For months I debated what to do. From seventh grade on, everyone told me there were too few women in math and science. I went to “Hypatia Day” workshops that celebrated the first known woman mathematician. I wrote papers on women’s scientific and mathematical accomplishments. So I thought I should chalk one up for the sisterhood by continuing in those subjects. But it made me miserable to sit in labs when I wanted to write novels.
Ultimately, I went with the “selfish” choice: Do what makes you happy. Other women I know have reached the same conclusion. My roommate is a former chemistry major who decided she wanted to go into public interest law. I recently met a college woman who won thousands of dollars in scholarships for her genetic research. She decided after a while that she’d rather work with people than microscopes.
Freely made choices
Women, labor market researchers note, look for different things in careers than men. Women want flexibility, for instance, the opportunity to balance work with other parts of life and the chance to make a positive difference. Ninety percent of the queries about non-profit jobs on my college’s career-networking email list come from women. Many bright and talented women work in tech jobs, but if more women prefer fixing sick children’s bodies or fixing problems in society to fixing computers, so be it.

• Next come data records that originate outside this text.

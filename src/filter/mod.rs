//! Filtering of co-indexed sequence records
//!
//! Filters decide per position of a driver sequence whether the observation
//! survives, and then remove the same positions from every sibling sequence
//! so the equal-length invariant of [`ParallelRecord`](crate::models::ParallelRecord)
//! holds before and after.

pub mod core;
pub mod predicate;

pub use self::core::{filter_parallel, filter_row, keep_earliest};
pub use self::predicate::{ContainsAnyCode, KeepPredicate, StartsWithAnyPrefix};
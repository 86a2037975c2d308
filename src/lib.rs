//! Extraction of coded findings from pathology diagnosis text and their
//! consolidation into per-patient diagnosis episodes.
//!
//! The pipeline runs per patient: the co-indexed pathology columns are
//! filtered on the diagnosis text, every kept text is parsed into structured
//! records, records close in time are merged into episodes, and finally each
//! patient's earliest episodes are marked initial and the rest recurrences.

pub mod algorithm;
pub mod config;
pub mod error;
pub mod filter;
pub mod io;
pub mod mapping;
pub mod models;
pub mod parser;
pub mod pipeline;
pub mod utils;

// Core types
pub use config::{PipelineConfig, Preset};
pub use error::{PatoError, Result};
pub use mapping::{Category, CodeMapping};
pub use models::{
    Cell, Episode, EpisodeClassification, ExtractedFields, ParallelRecord, Row, StructuredRecord,
    Table,
};

// Parsing and filtering
pub use filter::{ContainsAnyCode, KeepPredicate, StartsWithAnyPrefix, filter_parallel, filter_row};
pub use parser::{DiagnosisParser, ParseOutcome, PatternExtractor};

// Episode algorithms
pub use algorithm::{MergePolicy, MergeRule, PreferByRecency, PreferNonNull, classify, consolidate};

// Cohort processing
pub use pipeline::{PipelineContext, PipelineOutput, RunReport, process_patient, run_cohort};
//! The rules built into the linter.

mod content;
mod counts;
mod footer;
mod front_matter;
mod links;
mod structure;

pub use content::*;
pub use counts::*;
pub use footer::*;
pub use front_matter::*;
pub use links::*;
pub use structure::*;

use super::Rule;

/// Every built in rule, in the order they run.
pub fn builtin() -> Vec<Box<dyn Rule>> {
    vec![
        Box::new(ReadmePresentRule),
        Box::new(NamingRule),
        Box::new(FrontMatterRule),
        Box::new(ReadmeLinksRule),
        Box::new(LessonListingRule),
        Box::new(LessonCountRule),
        Box::new(ChallengeCountRule),
        Box::new(AttributionFooterRule),
        Box::new(RequiredSectionsRule),
        Box::new(CodeLanguageRule),
    ]
}
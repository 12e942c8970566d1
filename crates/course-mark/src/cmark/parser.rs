use pulldown_cmark::{Event, OffsetIter, Options, Parser};
use serde::{Deserialize, Serialize};

use std::{fmt::Display, iter::Peekable};

pub struct CMarkParser<'a> {
    source: &'a str,
    events: Peekable<OffsetIter<'a, 'a>>,
    offset: usize,
    line_offset: usize,
}

impl<'a> CMarkParser<'a> {
    pub fn new(source: &'a str) -> CMarkParser<'a> {
        Self::with_line_offset(source, 0)
    }

    /// Creates a parser whose reported line numbers are shifted by `line_offset`, for sources
    /// that were cut out of a larger file (for example a lesson body following its front matter).
    pub fn with_line_offset(source: &'a str, line_offset: usize) -> CMarkParser<'a> {
        let mut options = Options::empty();
        options.insert(Options::ENABLE_STRIKETHROUGH);
        options.insert(Options::ENABLE_TABLES);

        let events = Parser::new_ext(source, options)
            .into_offset_iter()
            .peekable();

        CMarkParser {
            source,
            events,
            offset: 0,
            line_offset,
        }
    }

    /// Provides the line and column of the last emitted event.
    pub fn position(&self) -> Position {
        let previous = self.source[..self.offset].as_bytes();
        let line = memchr::Memchr::new(b'\n', previous).count() + 1 + self.line_offset;
        let start_of_line = memchr::memrchr(b'\n', previous).map_or(0, |index| index + 1);
        let column = self.source[start_of_line..self.offset].chars().count();

        Position { line, column }
    }

    /// Peek the next event in the stream without consuming it.
    pub fn peek_event(&mut self) -> Option<&Event<'a>> {
        self.events.peek().map(|(event, _)| event)
    }

    /// Consume the next event in stream.
    pub fn next_event(&mut self) -> Option<Event<'a>> {
        self.events.next().map(|(event, range)| {
            self.offset = range.start;
            event
        })
    }

    /// Iterates over the stream, returning any events where `delimeter` returns `false`.
    /// Once `delimeter` returns `true` the iterator ends, but the matched event is not consumed.
    pub fn iter_until(
        &mut self,
        delimeter: impl Fn(&Event<'a>) -> bool + 'a,
    ) -> impl Iterator<Item = Event<'a>> + '_ {
        std::iter::from_fn(move || match self.peek_event() {
            Some(event) if delimeter(event) => None,
            Some(_) => self.next_event(),
            None => None,
        })
    }

    /// Iterates over the stream, returning any events where `delimeter` returns `false`.
    /// Once `delimeter` returns `true` the iterator ends, but the matched event is consumed, but not included.
    pub fn iter_until_and_consume(
        &mut self,
        delimeter: impl Fn(&Event<'a>) -> bool + 'a,
    ) -> impl Iterator<Item = Event<'a>> + '_ {
        std::iter::from_fn(move || match self.next_event() {
            Some(event) if delimeter(&event) => None,
            None => None,
            event => event,
        })
    }
}

/// A location within a markdown file. Lines start at 1, columns at 0.
#[derive(
    Debug, Default, Clone, Copy, PartialEq, Eq, PartialOrd, Ord, Hash, Serialize, Deserialize,
)]
pub struct Position {
    pub line: usize,
    pub column: usize,
}

impl Display for Position {
    fn fmt(&self, formatter: &mut std::fmt::Formatter<'_>) -> std::fmt::Result {
        write!(formatter, "{}:{}", self.line, self.column)
    }
}
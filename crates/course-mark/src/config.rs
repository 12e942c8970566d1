use anyhow::Context;
use serde::{de::DeserializeOwned, Deserialize, Serialize};
use std::{
    collections::BTreeMap,
    fs::File,
    io::Read,
    path::{Path, PathBuf},
    str::FromStr,
};
use toml::{value::Table, Value};

use crate::{
    error::{Error, Result},
    lint::Severity,
};

/// Name of the configuration file looked up in the corpus root.
pub const CONFIG_FILE: &str = "course.toml";

#[derive(Debug, Clone, PartialEq)]
pub struct Config {
    /// Where the content lives and how it is laid out.
    pub corpus: CorpusConfig,

    /// Settings for the built in rules.
    pub lint: LintConfig,

    /// External rules keyed by rule name, from `[rule.<name>]` tables.
    pub rule: BTreeMap<String, ExternalRuleConfig>,

    /// Any remaining configuration, available to external rules.
    rest: Value,
}

impl Config {
    pub fn load(path: impl AsRef<Path>) -> Result<Config> {
        let mut buffer = String::new();
        File::open(path)
            .with_context(|| "Failed to open config file")?
            .read_to_string(&mut buffer)
            .with_context(|| "Failed to read config file")?;

        Config::from_str(&buffer)
    }

    /// Loads `course.toml` from `root`, using the defaults when there is none.
    pub fn load_or_default(root: impl AsRef<Path>) -> Result<Config> {
        let path = root.as_ref().join(CONFIG_FILE);

        if path.is_file() {
            Config::load(&path).with_context(|| format!("Failed to load {}", path.display()))
        } else {
            tracing::debug!(path = %path.display(), "no config file, using defaults");
            Ok(Config::default())
        }
    }

    /// Deserializes a table that is not part of the known configuration, e.g. settings consumed by
    /// an external rule.
    pub fn get<T: DeserializeOwned>(&self, key: &str) -> Option<T> {
        self.rest
            .get(key)
            .cloned()
            .and_then(|value| value.try_into().ok())
    }
}

impl Default for Config {
    fn default() -> Self {
        Self {
            corpus: CorpusConfig::default(),
            lint: LintConfig::default(),
            rule: BTreeMap::new(),
            rest: Value::Table(Table::default()),
        }
    }
}

impl<'de> Deserialize<'de> for Config {
    fn deserialize<D>(deserializer: D) -> Result<Self, D::Error>
    where
        D: serde::Deserializer<'de>,
    {
        use serde::de::Error;

        let raw = Value::deserialize(deserializer)?;
        let Value::Table(mut table) = raw else {
            return Err(D::Error::custom("course.toml must always be a toml table"));
        };

        let corpus: CorpusConfig = table
            .remove("corpus")
            .map(|corpus| corpus.try_into().map_err(D::Error::custom))
            .transpose()?
            .unwrap_or_default();

        let lint: LintConfig = table
            .remove("lint")
            .map(|lint| lint.try_into().map_err(D::Error::custom))
            .transpose()?
            .unwrap_or_default();

        let rule: BTreeMap<String, ExternalRuleConfig> = table
            .remove("rule")
            .map(|rule| rule.try_into().map_err(D::Error::custom))
            .transpose()?
            .unwrap_or_default();

        let config = Config {
            corpus,
            lint,
            rule,
            rest: Value::Table(table),
        };

        Ok(config)
    }
}

impl Serialize for Config {
    fn serialize<S>(&self, serializer: S) -> Result<S::Ok, S::Error>
    where
        S: serde::Serializer,
    {
        use serde::ser::Error;

        let mut table = match &self.rest {
            Value::Table(table) => table.clone(),
            _ => Table::default(),
        };

        let corpus = Value::try_from(&self.corpus).map_err(S::Error::custom)?;
        let lint = Value::try_from(&self.lint).map_err(S::Error::custom)?;
        let rule = Value::try_from(&self.rule).map_err(S::Error::custom)?;

        table.insert(String::from("corpus"), corpus);
        table.insert(String::from("lint"), lint);
        table.insert(String::from("rule"), rule);

        table.serialize(serializer)
    }
}

impl FromStr for Config {
    type Err = Error;

    fn from_str(source: &str) -> Result<Self, Self::Err> {
        toml::from_str(source).with_context(|| "Attempted to parse invalid configuration file")
    }
}

#[derive(Debug, Clone, Serialize, Deserialize, PartialEq)]
#[serde(default, rename_all = "kebab-case")]
pub struct CorpusConfig {
    /// Relative path from the root to the directory holding the tech directories.
    pub source: PathBuf,
    /// File name of course and section indexes.
    pub readme: String,
    /// Host of the learning platform that call to action links point to.
    pub platform_host: String,
    /// When not empty, only these tech directories are loaded.
    pub techs: Vec<String>,
    /// Directory names skipped while walking the tree.
    pub exclude: Vec<String>,
}

impl Default for CorpusConfig {
    fn default() -> Self {
        Self {
            source: PathBuf::from("."),
            readme: String::from("README.md"),
            platform_host: String::from("stanza.dev"),
            techs: Vec::new(),
            exclude: vec![String::from("target"), String::from("node_modules")],
        }
    }
}

#[derive(Debug, Clone, Serialize, Deserialize, PartialEq)]
#[serde(default, rename_all = "kebab-case")]
pub struct LintConfig {
    /// Treat warnings as failures.
    pub deny_warnings: bool,
    /// Names of rules that are not run.
    pub disabled: Vec<String>,
    /// Per rule severity overrides.
    pub severity: BTreeMap<String, Severity>,
    /// Require `source_lesson` to equal the slug of the lesson file.
    pub lesson_slug_match: bool,
    /// Regular expression the last paragraph of every lesson must match.
    pub footer_pattern: String,
    /// Headings every lesson must contain, compared case-insensitively.
    pub required_sections: Vec<String>,
}

impl Default for LintConfig {
    fn default() -> Self {
        Self {
            deny_warnings: false,
            disabled: Vec::new(),
            severity: BTreeMap::new(),
            lesson_slug_match: false,
            footer_pattern: String::from("(?i)stanza"),
            required_sections: vec![
                String::from("Introduction"),
                String::from("Key Concepts"),
                String::from("Summary"),
            ],
        }
    }
}

impl LintConfig {
    pub fn is_enabled(&self, rule: &str) -> bool {
        !self.disabled.iter().any(|disabled| disabled == rule)
    }
}

/// An external rule run as a separate process.
#[derive(Debug, Clone, Serialize, Deserialize, PartialEq, Eq)]
#[serde(rename_all = "kebab-case")]
pub struct ExternalRuleConfig {
    /// Command line of the rule, split with shell quoting rules.
    pub command: String,
    #[serde(default, skip_serializing_if = "Option::is_none")]
    pub description: Option<String>,
    #[serde(default, skip_serializing_if = "Option::is_none")]
    pub severity: Option<Severity>,
}

#[cfg(test)]
mod test {
    use super::*;

    #[test]
    fn empty_config_uses_defaults() {
        let config = Config::from_str("").expect("should parse");

        assert_eq!(Config::default(), config);
    }

    #[test]
    fn parses_known_tables() {
        let config = Config::from_str(
            r#"
[corpus]
source = "content"
techs = ["go", "rust"]

[lint]
deny-warnings = true
disabled = ["code-language"]
required-sections = ["Summary"]

[lint.severity]
naming = "error"
"#,
        )
        .expect("should parse");

        assert_eq!(PathBuf::from("content"), config.corpus.source);
        assert_eq!(vec!["go", "rust"], config.corpus.techs);
        assert_eq!("README.md", config.corpus.readme);
        assert!(config.lint.deny_warnings);
        assert!(!config.lint.is_enabled("code-language"));
        assert!(config.lint.is_enabled("naming"));
        assert_eq!(Some(&Severity::Error), config.lint.severity.get("naming"));
        assert_eq!(vec!["Summary"], config.lint.required_sections);
    }

    #[test]
    fn parses_external_rules() {
        let config = Config::from_str(
            r#"
[rule.spellcheck]
command = "scripts/spellcheck --strict"
severity = "warning"
"#,
        )
        .expect("should parse");

        let rule = config.rule.get("spellcheck").expect("rule is configured");

        assert_eq!("scripts/spellcheck --strict", rule.command);
        assert_eq!(Some(Severity::Warning), rule.severity);
    }

    #[test]
    fn keeps_unknown_tables() {
        #[derive(Debug, Deserialize, PartialEq, Eq)]
        #[serde(rename_all = "kebab-case")]
        struct Spelling {
            dictionary: String,
        }

        let config = Config::from_str("[spelling]\ndictionary = \"en-US\"").expect("should parse");

        assert_eq!(
            Some(Spelling {
                dictionary: String::from("en-US")
            }),
            config.get("spelling")
        );
    }

    #[test]
    fn rejects_unknown_severity() {
        assert!(Config::from_str("[lint.severity]\nnaming = \"fatal\"").is_err());
    }
}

This choice—more than the fear that math and science are too tough for girls—creates the gender gap in tech jobs. After all, women aren’t wimps when it comes to difficult careers. According to the Association of American Medical Colleges, women make up about half of all incoming medical school classes. The American Bar Association reports that law schools have just about reached parity. Women earn two-thirds of all new psychology PhDs, over 40% of all new PhDs, and even just under 37% of science and engineering PhDs, according to the National Science Foundation. There’s nothing women can’t do—there are just some careers most women choose to avoid. If the Girl Scouts see those careers as more valuable than others, that’s their perspective alone.
In fact, if the Girl Scouts really want to reach gender parity in a field where more quality workers are urgently needed, they’d team up with the Boy Scouts and the Ad Council to run spots encouraging little boys to become elementary school teachers.
But I’m not betting any Thin Mints on that happening.